Well, that takes care of that, doesn't it? Imagine the international cops brushing their hands together and saying, "All done!"

"Nothing to see here! Move along!"

Here is a sort of epitome of hubris about security. A comprehensive, "hey, what could go wrong?" that in works of fiction would demand something ugly to prove the authorities wrong.

If you were the cops, wouldn't you give all this World Cup stuff a more careful, middling assessment? Along the lines of, "we like their plan; it looks good; big events can be unpredictable and we know they are working hard, and we are here to help, if needed."

Instead of the Interpol honcho telling journalists: "South Africa's planning covers everything.
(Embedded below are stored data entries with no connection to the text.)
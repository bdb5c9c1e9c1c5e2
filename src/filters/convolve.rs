//! Gamma-aware, alpha-weighted separable convolution.
//!
//! The convolver applies a 1D kernel along the row axis and writes the
//! result transposed, so applying it twice yields a full 2D convolution in
//! the original orientation while each pass only ever walks memory along
//! one axis.
//!
//! ## Alpha Handling
//!
//! Color samples are weighted by their alpha before accumulation, and the
//! sum is renormalized by the total weight actually present in the window.
//! Without this, blurring a semi-transparent edge would mix the meaningless
//! color of transparent pixels into the visible edge, producing dark halos.
//! With it, the result is an average of only the visible neighboring color.

use ndarray::{Array3, ArrayView3};
use rayon::prelude::*;

use super::core::{GammaTable, Kernel};
use crate::error::Error;

/// A separable convolution bound to a kernel and a brightness factor.
///
/// `brightness` scales color channels after renormalization: 1.0 is a pure
/// blur, larger values brighten and clip at the channel maximum, which is
/// the glow effect. Alpha is never brightness-scaled.
///
/// The op owns its gamma table and holds no other state, so one value can
/// filter any number of images.
#[derive(Debug, Clone)]
pub struct ConvolveOp {
    kernel: Kernel,
    brightness: f64,
    gamma: GammaTable,
}

impl ConvolveOp {
    /// A pure blur op for the given kernel.
    pub fn new(kernel: Kernel) -> Self {
        Self::with_brightness(kernel, 1.0)
    }

    /// An op that also scales color by `brightness`.
    pub fn with_brightness(kernel: Kernel, brightness: f64) -> Self {
        Self {
            kernel,
            brightness,
            gamma: GammaTable::new(),
        }
    }

    /// Convolve the kernel with the image along both axes.
    ///
    /// Applies the kernel twice, once in each direction; each pass both
    /// convolves horizontally and transposes, so the result comes back in
    /// the source's own dimensions and orientation.
    ///
    /// # Arguments
    /// * `src` - Image with 3 or 4 channels (height, width, channels);
    ///   channel 0 is alpha when there are 4 channels
    ///
    /// # Errors
    /// Rejects channel counts other than 3 or 4, and reports destination
    /// allocation failure.
    pub fn apply(&self, src: ArrayView3<u8>) -> Result<Array3<u8>, Error> {
        let transposed = self.convolve_transposed(src)?;
        self.convolve_transposed(transposed.view())
    }

    /// Convolve horizontally and transpose the output image.
    pub(crate) fn convolve_transposed(
        &self,
        src: ArrayView3<u8>,
    ) -> Result<Array3<u8>, Error> {
        let (height, width, channels) = src.dim();
        if channels != 3 && channels != 4 {
            return Err(Error::UnsupportedChannels {
                got: channels,
                expected: "3 or 4",
            });
        }
        if height == 0 || width == 0 {
            return Ok(Array3::zeros((width, height, channels)));
        }

        let weights = self.kernel.weights();
        let filter_radius = self.kernel.radius() as isize;

        let dest_len = width * height * channels;
        let mut dest = Vec::new();
        dest.try_reserve_exact(dest_len)
            .map_err(|_| Error::Allocation(dest_len))?;
        dest.resize(dest_len, 0u8);

        // Row x of the destination is column x of the source; rows are
        // disjoint, so each is an independent work item.
        let dest_stride = height * channels;
        dest.par_chunks_mut(dest_stride)
            .enumerate()
            .for_each(|(x, dest_row)| {
                for y in 0..height {
                    for b in 0..channels {
                        let is_alpha = channels == 4 && b == 0;

                        let mut sum = 0.0f64;
                        let mut total_weight = 0.0f64;
                        for (i, &weight) in weights.iter().enumerate() {
                            // Treat off-image pixels as their closest pixel
                            // in the image.
                            let sx = (x as isize - filter_radius + i as isize)
                                .clamp(0, width as isize - 1)
                                as usize;

                            let sample = src[[y, sx, b]];
                            if is_alpha {
                                // Alpha is already linear; blur it directly.
                                sum += sample as f64 * weight;
                            } else {
                                let alpha_weight = if channels == 4 {
                                    src[[y, sx, 0]] as f64
                                } else {
                                    255.0
                                };
                                let tap = alpha_weight * weight;
                                sum += self.gamma.to_linear(sample) * tap;
                                total_weight += tap;
                            }
                        }

                        let value = if is_alpha {
                            sum.round().clamp(0.0, 255.0) as u8
                        } else {
                            // Renormalize by the alpha weight actually seen
                            // in the window; a fully transparent window
                            // keeps the raw zero sum.
                            if total_weight != 0.0 {
                                sum *= self.brightness / total_weight;
                            }
                            self.gamma.encode(sum)
                        };

                        dest_row[y * channels + b] = value;
                    }
                }
            });

        Ok(Array3::from_shape_vec((width, height, channels), dest)
            .expect("destination shape mismatch"))
    }
}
South African planning is above our expectations." (Emphasis added.)

Can anyone ever say a plan cover everything?

Of course not. Ask the security people at the 1996 Atlanta Olympics. Or those at Munich in 1972.

Terrorists can be cunning. Just because they haven't been active in South Africa, on some large scale ... doesn't mean it can't happen.

Then we have the harsh facts of South Africa's crime rate: It is No. 2 in the world both in murders per capita and total murders. (Trailing only Colombia in both stats.) Does regular one-on-one crime fall under South Africa's amazing, all-encompassing plan?

This is just a silly, scary story. It is organizations that believe it has every eventuality covered ... is one likely to get sloppy and open to mistakes. Just sayin'.